*** Records for this exercise ***
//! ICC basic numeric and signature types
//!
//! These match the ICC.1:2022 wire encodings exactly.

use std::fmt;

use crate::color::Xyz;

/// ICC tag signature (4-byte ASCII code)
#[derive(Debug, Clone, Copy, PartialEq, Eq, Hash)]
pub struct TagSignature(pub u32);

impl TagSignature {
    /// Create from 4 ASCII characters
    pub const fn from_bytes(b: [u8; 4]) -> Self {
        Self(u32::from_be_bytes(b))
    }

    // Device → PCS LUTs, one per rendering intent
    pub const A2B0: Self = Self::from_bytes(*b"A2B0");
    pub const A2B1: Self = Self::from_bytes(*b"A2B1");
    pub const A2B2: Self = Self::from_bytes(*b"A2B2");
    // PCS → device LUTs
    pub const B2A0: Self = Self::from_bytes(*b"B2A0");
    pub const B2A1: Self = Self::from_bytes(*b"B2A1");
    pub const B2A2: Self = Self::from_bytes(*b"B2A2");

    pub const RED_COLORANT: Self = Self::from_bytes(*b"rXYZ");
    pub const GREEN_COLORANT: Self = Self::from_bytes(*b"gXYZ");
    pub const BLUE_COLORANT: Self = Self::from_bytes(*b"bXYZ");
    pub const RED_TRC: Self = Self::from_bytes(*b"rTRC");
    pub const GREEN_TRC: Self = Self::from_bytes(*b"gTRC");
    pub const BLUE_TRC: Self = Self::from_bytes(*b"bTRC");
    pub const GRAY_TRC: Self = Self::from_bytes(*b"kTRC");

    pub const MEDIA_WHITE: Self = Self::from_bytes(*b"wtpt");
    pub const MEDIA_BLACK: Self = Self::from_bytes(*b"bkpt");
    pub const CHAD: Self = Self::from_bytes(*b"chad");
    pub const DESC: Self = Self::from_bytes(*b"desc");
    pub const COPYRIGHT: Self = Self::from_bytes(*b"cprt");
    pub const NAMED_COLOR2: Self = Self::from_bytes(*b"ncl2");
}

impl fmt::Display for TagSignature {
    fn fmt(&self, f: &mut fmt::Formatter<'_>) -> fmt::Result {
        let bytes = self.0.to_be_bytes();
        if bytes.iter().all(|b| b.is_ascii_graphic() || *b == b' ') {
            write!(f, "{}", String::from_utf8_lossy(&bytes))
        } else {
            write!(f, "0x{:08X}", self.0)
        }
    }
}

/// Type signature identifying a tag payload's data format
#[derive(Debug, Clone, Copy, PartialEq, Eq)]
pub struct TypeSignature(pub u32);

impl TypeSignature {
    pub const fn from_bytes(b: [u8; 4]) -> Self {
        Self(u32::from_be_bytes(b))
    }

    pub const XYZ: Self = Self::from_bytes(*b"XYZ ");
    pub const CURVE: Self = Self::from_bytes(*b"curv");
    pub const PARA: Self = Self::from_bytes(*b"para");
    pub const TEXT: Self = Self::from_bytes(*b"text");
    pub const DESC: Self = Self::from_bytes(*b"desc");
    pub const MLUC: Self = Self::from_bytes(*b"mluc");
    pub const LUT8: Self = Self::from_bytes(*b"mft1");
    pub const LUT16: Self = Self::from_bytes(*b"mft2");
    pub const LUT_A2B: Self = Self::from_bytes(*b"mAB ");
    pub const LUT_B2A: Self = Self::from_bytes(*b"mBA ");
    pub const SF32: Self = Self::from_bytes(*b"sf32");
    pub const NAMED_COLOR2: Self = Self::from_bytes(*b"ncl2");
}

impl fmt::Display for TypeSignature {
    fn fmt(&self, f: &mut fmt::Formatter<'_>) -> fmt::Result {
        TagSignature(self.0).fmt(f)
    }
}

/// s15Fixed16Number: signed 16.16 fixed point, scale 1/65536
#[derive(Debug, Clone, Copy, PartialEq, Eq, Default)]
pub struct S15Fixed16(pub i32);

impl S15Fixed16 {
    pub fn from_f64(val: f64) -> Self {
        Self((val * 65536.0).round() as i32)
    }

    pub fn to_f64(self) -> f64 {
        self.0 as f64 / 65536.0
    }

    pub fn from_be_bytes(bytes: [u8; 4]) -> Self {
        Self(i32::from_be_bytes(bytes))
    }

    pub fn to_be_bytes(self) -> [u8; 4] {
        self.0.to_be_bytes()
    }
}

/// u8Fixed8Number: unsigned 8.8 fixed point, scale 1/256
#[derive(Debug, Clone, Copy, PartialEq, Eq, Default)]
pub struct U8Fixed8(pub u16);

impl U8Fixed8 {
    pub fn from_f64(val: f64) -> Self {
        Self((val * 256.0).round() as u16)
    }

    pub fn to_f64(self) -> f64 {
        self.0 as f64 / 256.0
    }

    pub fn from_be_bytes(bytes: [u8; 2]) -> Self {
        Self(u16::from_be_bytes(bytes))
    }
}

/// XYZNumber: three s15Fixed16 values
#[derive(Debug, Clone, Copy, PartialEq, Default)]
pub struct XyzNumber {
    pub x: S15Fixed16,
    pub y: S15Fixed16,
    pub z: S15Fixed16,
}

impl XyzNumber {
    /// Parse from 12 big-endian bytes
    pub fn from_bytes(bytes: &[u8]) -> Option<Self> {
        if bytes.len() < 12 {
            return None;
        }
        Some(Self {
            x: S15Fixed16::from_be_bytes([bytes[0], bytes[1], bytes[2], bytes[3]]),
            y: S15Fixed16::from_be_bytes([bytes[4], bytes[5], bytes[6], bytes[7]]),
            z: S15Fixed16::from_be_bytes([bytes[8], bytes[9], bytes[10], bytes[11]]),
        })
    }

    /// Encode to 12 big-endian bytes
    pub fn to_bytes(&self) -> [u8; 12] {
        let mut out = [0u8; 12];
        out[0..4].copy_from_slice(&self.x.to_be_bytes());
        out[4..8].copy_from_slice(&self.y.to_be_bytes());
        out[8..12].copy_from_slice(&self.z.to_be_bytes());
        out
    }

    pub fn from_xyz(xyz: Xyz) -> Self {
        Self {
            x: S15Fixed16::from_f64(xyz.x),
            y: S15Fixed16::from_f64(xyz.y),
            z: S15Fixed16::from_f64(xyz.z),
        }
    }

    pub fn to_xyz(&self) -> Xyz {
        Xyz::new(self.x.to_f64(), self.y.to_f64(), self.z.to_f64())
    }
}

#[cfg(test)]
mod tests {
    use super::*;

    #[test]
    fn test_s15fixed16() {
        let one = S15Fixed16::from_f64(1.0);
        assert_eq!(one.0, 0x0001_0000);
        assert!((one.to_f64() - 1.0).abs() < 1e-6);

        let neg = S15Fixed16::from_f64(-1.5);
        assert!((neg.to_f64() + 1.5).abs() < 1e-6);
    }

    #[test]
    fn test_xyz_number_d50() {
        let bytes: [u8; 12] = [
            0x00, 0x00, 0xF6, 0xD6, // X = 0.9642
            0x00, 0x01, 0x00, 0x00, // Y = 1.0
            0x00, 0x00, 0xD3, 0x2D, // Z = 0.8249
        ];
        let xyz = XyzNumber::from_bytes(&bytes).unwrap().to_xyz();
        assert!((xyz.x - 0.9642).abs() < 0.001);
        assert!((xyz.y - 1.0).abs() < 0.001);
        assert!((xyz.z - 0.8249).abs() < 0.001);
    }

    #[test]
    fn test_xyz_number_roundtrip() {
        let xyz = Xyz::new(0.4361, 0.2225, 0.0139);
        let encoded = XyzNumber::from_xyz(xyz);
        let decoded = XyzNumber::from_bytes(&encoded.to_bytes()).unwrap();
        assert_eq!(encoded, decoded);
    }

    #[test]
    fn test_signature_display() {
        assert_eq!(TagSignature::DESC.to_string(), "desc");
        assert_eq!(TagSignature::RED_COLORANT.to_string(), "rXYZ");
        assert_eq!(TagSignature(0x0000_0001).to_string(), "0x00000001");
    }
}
***
*** Records for this exercise ***
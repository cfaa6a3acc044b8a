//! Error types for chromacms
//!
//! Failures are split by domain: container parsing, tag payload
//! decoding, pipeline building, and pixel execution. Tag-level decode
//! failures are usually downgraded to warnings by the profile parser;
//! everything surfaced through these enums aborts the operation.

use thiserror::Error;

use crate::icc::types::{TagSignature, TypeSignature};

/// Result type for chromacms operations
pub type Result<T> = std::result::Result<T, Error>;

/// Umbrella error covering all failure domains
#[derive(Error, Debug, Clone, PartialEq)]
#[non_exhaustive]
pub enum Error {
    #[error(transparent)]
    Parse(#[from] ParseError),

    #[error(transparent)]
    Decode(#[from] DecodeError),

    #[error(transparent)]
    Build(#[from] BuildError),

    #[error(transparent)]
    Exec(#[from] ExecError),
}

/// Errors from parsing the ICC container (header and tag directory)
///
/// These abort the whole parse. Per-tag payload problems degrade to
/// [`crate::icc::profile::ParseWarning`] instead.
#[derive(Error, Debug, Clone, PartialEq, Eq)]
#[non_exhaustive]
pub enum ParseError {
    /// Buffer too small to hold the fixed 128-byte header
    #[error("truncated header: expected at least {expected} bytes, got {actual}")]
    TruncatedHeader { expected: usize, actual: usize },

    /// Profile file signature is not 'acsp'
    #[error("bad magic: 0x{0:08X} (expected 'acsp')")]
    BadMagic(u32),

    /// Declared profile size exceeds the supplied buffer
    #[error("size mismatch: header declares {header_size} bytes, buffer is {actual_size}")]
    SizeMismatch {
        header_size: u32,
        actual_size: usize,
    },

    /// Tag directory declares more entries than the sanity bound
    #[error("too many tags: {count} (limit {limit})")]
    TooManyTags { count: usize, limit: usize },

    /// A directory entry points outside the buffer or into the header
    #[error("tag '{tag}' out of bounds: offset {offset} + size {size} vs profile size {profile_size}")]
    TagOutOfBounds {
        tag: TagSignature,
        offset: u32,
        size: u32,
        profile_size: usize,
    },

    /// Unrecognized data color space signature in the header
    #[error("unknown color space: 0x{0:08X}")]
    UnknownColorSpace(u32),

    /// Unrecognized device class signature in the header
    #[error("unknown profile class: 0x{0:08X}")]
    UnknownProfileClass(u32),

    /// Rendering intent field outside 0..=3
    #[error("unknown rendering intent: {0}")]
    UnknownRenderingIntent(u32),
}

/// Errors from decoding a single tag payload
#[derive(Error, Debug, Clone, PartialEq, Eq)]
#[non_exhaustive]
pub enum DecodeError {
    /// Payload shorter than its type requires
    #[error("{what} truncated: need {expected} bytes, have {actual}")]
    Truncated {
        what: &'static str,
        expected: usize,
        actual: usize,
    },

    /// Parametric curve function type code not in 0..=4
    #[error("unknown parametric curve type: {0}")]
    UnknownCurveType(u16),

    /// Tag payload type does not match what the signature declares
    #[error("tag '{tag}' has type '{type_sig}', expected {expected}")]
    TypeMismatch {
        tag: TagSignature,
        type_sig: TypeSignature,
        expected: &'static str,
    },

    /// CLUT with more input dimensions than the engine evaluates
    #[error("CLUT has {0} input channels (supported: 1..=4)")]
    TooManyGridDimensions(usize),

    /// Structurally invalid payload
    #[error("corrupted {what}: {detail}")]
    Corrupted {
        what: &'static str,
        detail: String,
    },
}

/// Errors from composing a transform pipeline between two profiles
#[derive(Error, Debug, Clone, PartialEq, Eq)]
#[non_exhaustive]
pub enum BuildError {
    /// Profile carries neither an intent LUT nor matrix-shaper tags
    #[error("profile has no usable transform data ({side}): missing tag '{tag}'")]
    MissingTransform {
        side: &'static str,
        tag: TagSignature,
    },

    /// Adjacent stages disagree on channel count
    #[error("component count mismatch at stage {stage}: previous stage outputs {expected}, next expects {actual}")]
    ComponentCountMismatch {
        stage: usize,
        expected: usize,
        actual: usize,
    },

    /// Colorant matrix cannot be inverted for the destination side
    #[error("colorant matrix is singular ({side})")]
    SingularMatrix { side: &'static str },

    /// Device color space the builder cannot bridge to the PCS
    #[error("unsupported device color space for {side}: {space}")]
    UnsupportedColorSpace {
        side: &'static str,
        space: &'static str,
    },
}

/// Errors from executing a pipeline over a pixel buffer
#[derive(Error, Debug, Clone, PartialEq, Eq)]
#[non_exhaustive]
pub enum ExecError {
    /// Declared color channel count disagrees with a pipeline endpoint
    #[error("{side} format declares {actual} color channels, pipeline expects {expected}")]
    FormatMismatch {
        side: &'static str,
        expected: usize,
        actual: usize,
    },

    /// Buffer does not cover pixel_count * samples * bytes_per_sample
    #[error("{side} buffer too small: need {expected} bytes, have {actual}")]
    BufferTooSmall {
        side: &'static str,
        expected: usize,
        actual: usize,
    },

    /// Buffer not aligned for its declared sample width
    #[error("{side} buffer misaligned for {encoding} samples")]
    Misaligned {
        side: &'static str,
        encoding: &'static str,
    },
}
***
*** Records for this exercise ***
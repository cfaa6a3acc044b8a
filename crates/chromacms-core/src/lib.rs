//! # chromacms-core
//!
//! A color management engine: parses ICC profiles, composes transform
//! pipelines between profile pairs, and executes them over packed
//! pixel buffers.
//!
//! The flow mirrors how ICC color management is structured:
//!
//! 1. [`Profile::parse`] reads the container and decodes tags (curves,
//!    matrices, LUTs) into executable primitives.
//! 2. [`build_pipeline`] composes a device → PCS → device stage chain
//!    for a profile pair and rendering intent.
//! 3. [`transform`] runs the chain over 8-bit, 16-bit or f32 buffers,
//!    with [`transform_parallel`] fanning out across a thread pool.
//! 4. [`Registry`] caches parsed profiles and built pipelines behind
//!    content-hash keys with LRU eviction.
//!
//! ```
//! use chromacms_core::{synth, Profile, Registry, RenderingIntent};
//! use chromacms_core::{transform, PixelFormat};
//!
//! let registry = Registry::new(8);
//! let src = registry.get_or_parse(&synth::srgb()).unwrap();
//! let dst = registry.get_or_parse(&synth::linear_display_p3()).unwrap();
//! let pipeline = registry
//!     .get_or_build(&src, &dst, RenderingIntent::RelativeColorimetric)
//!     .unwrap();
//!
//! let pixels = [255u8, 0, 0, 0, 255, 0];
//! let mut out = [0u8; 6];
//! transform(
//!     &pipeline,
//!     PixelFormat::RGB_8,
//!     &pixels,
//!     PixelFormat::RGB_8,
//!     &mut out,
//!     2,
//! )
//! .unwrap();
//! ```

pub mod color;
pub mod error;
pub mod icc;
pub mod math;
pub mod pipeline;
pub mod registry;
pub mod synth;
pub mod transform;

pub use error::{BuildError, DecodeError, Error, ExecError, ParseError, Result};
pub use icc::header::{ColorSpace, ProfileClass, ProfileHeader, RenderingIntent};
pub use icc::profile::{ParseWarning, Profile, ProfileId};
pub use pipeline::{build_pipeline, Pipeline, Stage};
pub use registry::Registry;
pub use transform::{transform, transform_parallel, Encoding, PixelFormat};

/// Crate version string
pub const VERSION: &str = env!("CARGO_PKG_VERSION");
***
- _Exercise requirements_
Send back exactly the lines of the listing above starting at the one with "and signature types" and ending at the one with "pub const A2B0: Self", inclusive, and no others.

- _Exercise response_
//! ICC basic numeric and signature types
//!
//! These match the ICC.1:2022 wire encodings exactly.

use std::fmt;

use crate::color::Xyz;

/// ICC tag signature (4-byte ASCII code)
#[derive(Debug, Clone, Copy, PartialEq, Eq, Hash)]
pub struct TagSignature(pub u32);

impl TagSignature {
    /// Create from 4 ASCII characters
    pub const fn from_bytes(b: [u8; 4]) -> Self {
        Self(u32::from_be_bytes(b))
    }

    // Device → PCS LUTs, one per rendering intent
    pub const A2B0: Self = Self::from_bytes(*b"A2B0");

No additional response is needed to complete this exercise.